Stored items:
━━━━━━━━━━━━━━━━━━━━━━━━━━━━━━
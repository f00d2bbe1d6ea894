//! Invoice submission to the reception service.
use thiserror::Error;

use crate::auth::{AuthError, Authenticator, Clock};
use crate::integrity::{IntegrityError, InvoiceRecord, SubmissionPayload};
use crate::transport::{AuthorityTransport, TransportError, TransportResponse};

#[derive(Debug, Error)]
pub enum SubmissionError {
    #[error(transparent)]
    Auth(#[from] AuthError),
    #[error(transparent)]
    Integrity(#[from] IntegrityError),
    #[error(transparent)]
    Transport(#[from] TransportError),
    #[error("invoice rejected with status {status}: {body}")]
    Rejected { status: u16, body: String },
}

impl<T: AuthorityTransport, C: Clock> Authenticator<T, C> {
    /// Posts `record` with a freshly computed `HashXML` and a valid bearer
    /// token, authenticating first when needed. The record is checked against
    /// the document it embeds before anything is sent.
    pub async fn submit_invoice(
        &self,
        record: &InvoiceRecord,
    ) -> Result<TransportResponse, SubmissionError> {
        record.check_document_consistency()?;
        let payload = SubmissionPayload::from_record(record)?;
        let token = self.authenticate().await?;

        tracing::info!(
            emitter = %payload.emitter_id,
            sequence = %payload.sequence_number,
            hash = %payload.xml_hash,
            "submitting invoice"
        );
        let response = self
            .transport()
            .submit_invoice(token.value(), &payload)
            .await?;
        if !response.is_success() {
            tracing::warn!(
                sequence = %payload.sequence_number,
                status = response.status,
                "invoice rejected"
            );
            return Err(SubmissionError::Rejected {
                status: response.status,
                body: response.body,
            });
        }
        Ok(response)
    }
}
━━━━━━━━━━━━━━━━━━━━━━━━━━━━━━
**WHAT YOU ARE ASKED TO DO:** The records above must be reproduced word for word.

**RESPONSE TO THE TASK:**
repository f00d2bbe1d6ea894
//! Invoice submission to the reception service.
use thiserror::Error;

use crate::auth::{AuthError, Authenticator, Clock};
use crate::integrity::{IntegrityError, InvoiceRecord, SubmissionPayload};
use crate::transport::{AuthorityTransport, TransportError, TransportResponse};

#[derive(Debug, Error)]
pub enum SubmissionError {
    #[error(transparent)]
    Auth(#[from] AuthError),
    #[error(transparent)]
    Integrity(#[from] IntegrityError),
    #[error(transparent)]
    Transport(#[from] TransportError),
    #[error("invoice rejected with status {status}: {body}")]
    Rejected { status: u16, body: String },
}

impl<T: AuthorityTransport, C: Clock> Authenticator<T, C> {
    /// Posts `record` with a freshly computed `HashXML` and a valid bearer
    /// token, authenticating first when needed. The record is checked against
    /// the document it embeds before anything is sent.
    pub async fn submit_invoice(
        &self,
        record: &InvoiceRecord,
    ) -> Result<TransportResponse, SubmissionError> {
        record.check_document_consistency()?;
        let payload = SubmissionPayload::from_record(record)?;
        let token = self.authenticate().await?;

        tracing::info!(
            emitter = %payload.emitter_id,
            sequence = %payload.sequence_number,
            hash = %payload.xml_hash,
            "submitting invoice"
        );
        let response = self
            .transport()
            .submit_invoice(token.value(), &payload)
            .await?;
        if !response.is_success() {
            tracing::warn!(
                sequence = %payload.sequence_number,
                status = response.status,
                "invoice rejected"
            );
            return Err(SubmissionError::Rejected {
                status: response.status,
                body: response.body,
            });
        }
        Ok(response)
    }
}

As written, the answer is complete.